* _Work to complete_
Your reply should contain every record, restated word for word.
Start of Supplied material
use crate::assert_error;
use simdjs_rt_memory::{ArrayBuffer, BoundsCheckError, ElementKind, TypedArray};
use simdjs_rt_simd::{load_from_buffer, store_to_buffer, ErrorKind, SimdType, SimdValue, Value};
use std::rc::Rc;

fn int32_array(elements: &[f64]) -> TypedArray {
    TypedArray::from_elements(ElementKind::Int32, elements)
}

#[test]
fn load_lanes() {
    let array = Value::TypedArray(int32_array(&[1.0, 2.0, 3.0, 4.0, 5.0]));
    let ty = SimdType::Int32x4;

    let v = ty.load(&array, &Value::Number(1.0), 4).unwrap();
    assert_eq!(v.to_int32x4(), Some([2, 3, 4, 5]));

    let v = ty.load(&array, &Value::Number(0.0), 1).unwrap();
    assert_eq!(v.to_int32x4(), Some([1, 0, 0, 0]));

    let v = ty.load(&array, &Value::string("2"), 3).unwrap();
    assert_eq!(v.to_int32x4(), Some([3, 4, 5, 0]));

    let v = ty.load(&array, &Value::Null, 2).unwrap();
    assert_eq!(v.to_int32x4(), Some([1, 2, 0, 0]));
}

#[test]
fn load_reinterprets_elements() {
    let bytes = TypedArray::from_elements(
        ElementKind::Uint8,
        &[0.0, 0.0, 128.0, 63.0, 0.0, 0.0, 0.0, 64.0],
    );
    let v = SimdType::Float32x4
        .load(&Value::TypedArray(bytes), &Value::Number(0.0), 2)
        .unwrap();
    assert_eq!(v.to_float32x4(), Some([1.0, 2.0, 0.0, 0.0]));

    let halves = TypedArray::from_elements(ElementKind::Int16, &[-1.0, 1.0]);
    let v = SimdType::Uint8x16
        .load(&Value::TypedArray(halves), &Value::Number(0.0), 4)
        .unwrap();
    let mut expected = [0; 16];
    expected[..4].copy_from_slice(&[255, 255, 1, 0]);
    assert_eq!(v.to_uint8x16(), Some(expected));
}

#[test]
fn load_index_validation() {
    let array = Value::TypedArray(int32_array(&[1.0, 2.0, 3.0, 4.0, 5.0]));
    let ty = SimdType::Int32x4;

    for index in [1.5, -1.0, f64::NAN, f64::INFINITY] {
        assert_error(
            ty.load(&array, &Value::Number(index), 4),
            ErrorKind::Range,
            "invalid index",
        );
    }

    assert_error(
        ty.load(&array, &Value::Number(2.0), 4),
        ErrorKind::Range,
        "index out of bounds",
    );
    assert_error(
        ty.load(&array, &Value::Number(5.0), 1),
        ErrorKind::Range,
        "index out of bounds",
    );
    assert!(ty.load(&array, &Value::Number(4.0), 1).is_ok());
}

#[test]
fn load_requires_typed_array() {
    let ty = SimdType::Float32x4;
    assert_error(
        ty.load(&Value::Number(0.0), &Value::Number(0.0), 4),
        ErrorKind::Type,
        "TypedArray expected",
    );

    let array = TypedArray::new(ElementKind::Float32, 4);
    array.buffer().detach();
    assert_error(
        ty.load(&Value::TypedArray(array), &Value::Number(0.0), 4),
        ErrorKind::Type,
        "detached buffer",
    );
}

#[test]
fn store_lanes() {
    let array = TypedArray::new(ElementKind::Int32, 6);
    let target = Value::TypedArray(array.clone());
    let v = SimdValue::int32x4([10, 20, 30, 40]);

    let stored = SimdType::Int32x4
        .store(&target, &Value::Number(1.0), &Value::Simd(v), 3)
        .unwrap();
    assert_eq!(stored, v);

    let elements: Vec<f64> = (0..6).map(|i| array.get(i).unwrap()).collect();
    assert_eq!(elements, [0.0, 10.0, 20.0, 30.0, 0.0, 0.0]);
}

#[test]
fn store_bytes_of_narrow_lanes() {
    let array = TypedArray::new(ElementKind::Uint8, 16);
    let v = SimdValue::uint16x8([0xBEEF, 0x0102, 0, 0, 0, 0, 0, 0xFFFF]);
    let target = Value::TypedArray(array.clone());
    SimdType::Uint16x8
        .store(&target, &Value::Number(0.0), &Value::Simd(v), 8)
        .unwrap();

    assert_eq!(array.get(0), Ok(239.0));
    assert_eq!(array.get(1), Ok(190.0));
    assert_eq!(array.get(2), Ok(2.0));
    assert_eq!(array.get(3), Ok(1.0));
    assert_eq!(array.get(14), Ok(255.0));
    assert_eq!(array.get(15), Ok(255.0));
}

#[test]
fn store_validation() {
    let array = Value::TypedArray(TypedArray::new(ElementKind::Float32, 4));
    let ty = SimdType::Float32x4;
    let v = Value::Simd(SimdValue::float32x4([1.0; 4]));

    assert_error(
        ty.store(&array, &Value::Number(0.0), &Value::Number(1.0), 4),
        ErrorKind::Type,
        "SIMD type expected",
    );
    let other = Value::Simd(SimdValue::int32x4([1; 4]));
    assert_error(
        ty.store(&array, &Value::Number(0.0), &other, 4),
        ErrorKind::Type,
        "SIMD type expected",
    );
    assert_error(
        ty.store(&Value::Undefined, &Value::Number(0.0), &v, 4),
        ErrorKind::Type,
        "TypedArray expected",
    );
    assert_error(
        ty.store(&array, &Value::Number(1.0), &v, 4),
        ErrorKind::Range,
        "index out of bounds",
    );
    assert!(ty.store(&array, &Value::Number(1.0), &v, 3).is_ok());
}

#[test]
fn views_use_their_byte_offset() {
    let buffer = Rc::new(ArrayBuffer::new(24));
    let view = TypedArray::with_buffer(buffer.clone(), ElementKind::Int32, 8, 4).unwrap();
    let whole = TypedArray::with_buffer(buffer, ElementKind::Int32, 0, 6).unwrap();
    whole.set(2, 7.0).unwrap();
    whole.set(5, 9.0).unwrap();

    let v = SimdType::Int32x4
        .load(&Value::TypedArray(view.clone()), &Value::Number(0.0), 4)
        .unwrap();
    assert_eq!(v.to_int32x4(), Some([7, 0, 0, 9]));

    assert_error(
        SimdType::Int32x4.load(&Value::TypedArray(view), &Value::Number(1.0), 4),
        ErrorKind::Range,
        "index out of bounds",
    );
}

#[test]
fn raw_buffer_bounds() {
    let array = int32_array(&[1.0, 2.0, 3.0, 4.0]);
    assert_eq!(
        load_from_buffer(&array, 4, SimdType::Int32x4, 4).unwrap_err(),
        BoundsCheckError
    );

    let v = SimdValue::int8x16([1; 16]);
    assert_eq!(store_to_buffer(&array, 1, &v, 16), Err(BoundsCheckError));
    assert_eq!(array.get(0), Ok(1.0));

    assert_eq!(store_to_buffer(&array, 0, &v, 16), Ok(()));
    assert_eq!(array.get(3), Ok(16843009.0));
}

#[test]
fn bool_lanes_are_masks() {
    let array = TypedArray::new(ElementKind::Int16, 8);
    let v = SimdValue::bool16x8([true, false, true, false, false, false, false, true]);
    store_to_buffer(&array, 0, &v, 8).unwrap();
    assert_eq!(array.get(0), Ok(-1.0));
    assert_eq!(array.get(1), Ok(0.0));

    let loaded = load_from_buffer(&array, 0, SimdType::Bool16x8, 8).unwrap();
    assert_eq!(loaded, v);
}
End of Supplied material
* _Written reply_
use crate::assert_error;
use simdjs_rt_memory::{ArrayBuffer, BoundsCheckError, ElementKind, TypedArray};
use simdjs_rt_simd::{load_from_buffer, store_to_buffer, ErrorKind, SimdType, SimdValue, Value};
use std::rc::Rc;

fn int32_array(elements: &[f64]) -> TypedArray {
    TypedArray::from_elements(ElementKind::Int32, elements)
}

#[test]
fn load_lanes() {
    let array = Value::TypedArray(int32_array(&[1.0, 2.0, 3.0, 4.0, 5.0]));
    let ty = SimdType::Int32x4;

    let v = ty.load(&array, &Value::Number(1.0), 4).unwrap();
    assert_eq!(v.to_int32x4(), Some([2, 3, 4, 5]));

    let v = ty.load(&array, &Value::Number(0.0), 1).unwrap();
    assert_eq!(v.to_int32x4(), Some([1, 0, 0, 0]));

    let v = ty.load(&array, &Value::string("2"), 3).unwrap();
    assert_eq!(v.to_int32x4(), Some([3, 4, 5, 0]));

    let v = ty.load(&array, &Value::Null, 2).unwrap();
    assert_eq!(v.to_int32x4(), Some([1, 2, 0, 0]));
}

#[test]
fn load_reinterprets_elements() {
    let bytes = TypedArray::from_elements(
        ElementKind::Uint8,
        &[0.0, 0.0, 128.0, 63.0, 0.0, 0.0, 0.0, 64.0],
    );
    let v = SimdType::Float32x4
        .load(&Value::TypedArray(bytes), &Value::Number(0.0), 2)
        .unwrap();
    assert_eq!(v.to_float32x4(), Some([1.0, 2.0, 0.0, 0.0]));

    let halves = TypedArray::from_elements(ElementKind::Int16, &[-1.0, 1.0]);
    let v = SimdType::Uint8x16
        .load(&Value::TypedArray(halves), &Value::Number(0.0), 4)
        .unwrap();
    let mut expected = [0; 16];
    expected[..4].copy_from_slice(&[255, 255, 1, 0]);
    assert_eq!(v.to_uint8x16(), Some(expected));
}

#[test]
fn load_index_validation() {
    let array = Value::TypedArray(int32_array(&[1.0, 2.0, 3.0, 4.0, 5.0]));
    let ty = SimdType::Int32x4;

    for index in [1.5, -1.0, f64::NAN, f64::INFINITY] {
        assert_error(
            ty.load(&array, &Value::Number(index), 4),
            ErrorKind::Range,
            "invalid index",
        );
    }

    assert_error(
        ty.load(&array, &Value::Number(2.0), 4),
        ErrorKind::Range,
        "index out of bounds",
    );
    assert_error(
        ty.load(&array, &Value::Number(5.0), 1),
        ErrorKind::Range,
        "index out of bounds",
    );
    assert!(ty.load(&array, &Value::Number(4.0), 1).is_ok());
}

#[test]
fn load_requires_typed_array() {
    let ty = SimdType::Float32x4;
    assert_error(
        ty.load(&Value::Number(0.0), &Value::Number(0.0), 4),
        ErrorKind::Type,
        "TypedArray expected",
    );

    let array = TypedArray::new(ElementKind::Float32, 4);
    array.buffer().detach();
    assert_error(
        ty.load(&Value::TypedArray(array), &Value::Number(0.0), 4),
        ErrorKind::Type,
        "detached buffer",
    );
}

#[test]
fn store_lanes() {
    let array = TypedArray::new(ElementKind::Int32, 6);
    let target = Value::TypedArray(array.clone());
    let v = SimdValue::int32x4([10, 20, 30, 40]);

    let stored = SimdType::Int32x4
        .store(&target, &Value::Number(1.0), &Value::Simd(v), 3)
        .unwrap();
    assert_eq!(stored, v);

    let elements: Vec<f64> = (0..6).map(|i| array.get(i).unwrap()).collect();
    assert_eq!(elements, [0.0, 10.0, 20.0, 30.0, 0.0, 0.0]);
}

#[test]
fn store_bytes_of_narrow_lanes() {
    let array = TypedArray::new(ElementKind::Uint8, 16);
    let v = SimdValue::uint16x8([0xBEEF, 0x0102, 0, 0, 0, 0, 0, 0xFFFF]);
    let target = Value::TypedArray(array.clone());
    SimdType::Uint16x8
        .store(&target, &Value::Number(0.0), &Value::Simd(v), 8)
        .unwrap();

    assert_eq!(array.get(0), Ok(239.0));
    assert_eq!(array.get(1), Ok(190.0));
    assert_eq!(array.get(2), Ok(2.0));
    assert_eq!(array.get(3), Ok(1.0));
    assert_eq!(array.get(14), Ok(255.0));
    assert_eq!(array.get(15), Ok(255.0));
}

#[test]
fn store_validation() {
    let array = Value::TypedArray(TypedArray::new(ElementKind::Float32, 4));
    let ty = SimdType::Float32x4;
    let v = Value::Simd(SimdValue::float32x4([1.0; 4]));

    assert_error(
        ty.store(&array, &Value::Number(0.0), &Value::Number(1.0), 4),
        ErrorKind::Type,
        "SIMD type expected",
    );
    let other = Value::Simd(SimdValue::int32x4([1; 4]));
    assert_error(
        ty.store(&array, &Value::Number(0.0), &other, 4),
        ErrorKind::Type,
        "SIMD type expected",
    );
    assert_error(
        ty.store(&Value::Undefined, &Value::Number(0.0), &v, 4),
        ErrorKind::Type,
        "TypedArray expected",
    );
    assert_error(
        ty.store(&array, &Value::Number(1.0), &v, 4),
        ErrorKind::Range,
        "index out of bounds",
    );
    assert!(ty.store(&array, &Value::Number(1.0), &v, 3).is_ok());
}

#[test]
fn views_use_their_byte_offset() {
    let buffer = Rc::new(ArrayBuffer::new(24));
    let view = TypedArray::with_buffer(buffer.clone(), ElementKind::Int32, 8, 4).unwrap();
    let whole = TypedArray::with_buffer(buffer, ElementKind::Int32, 0, 6).unwrap();
    whole.set(2, 7.0).unwrap();
    whole.set(5, 9.0).unwrap();

    let v = SimdType::Int32x4
        .load(&Value::TypedArray(view.clone()), &Value::Number(0.0), 4)
        .unwrap();
    assert_eq!(v.to_int32x4(), Some([7, 0, 0, 9]));

    assert_error(
        SimdType::Int32x4.load(&Value::TypedArray(view), &Value::Number(1.0), 4),
        ErrorKind::Range,
        "index out of bounds",
    );
}

#[test]
fn raw_buffer_bounds() {
    let array = int32_array(&[1.0, 2.0, 3.0, 4.0]);
    assert_eq!(
        load_from_buffer(&array, 4, SimdType::Int32x4, 4).unwrap_err(),
        BoundsCheckError
    );

    let v = SimdValue::int8x16([1; 16]);
    assert_eq!(store_to_buffer(&array, 1, &v, 16), Err(BoundsCheckError));
    assert_eq!(array.get(0), Ok(1.0));

    assert_eq!(store_to_buffer(&array, 0, &v, 16), Ok(()));
    assert_eq!(array.get(3), Ok(16843009.0));
}

#[test]
fn bool_lanes_are_masks() {
    let array = TypedArray::new(ElementKind::Int16, 8);
    let v = SimdValue::bool16x8([true, false, true, false, false, false, false, true]);
    store_to_buffer(&array, 0, &v, 8).unwrap();
    assert_eq!(array.get(0), Ok(-1.0));
    assert_eq!(array.get(1), Ok(0.0));

    let loaded = load_from_buffer(&array, 0, SimdType::Bool16x8, 8).unwrap();
    assert_eq!(loaded, v);
}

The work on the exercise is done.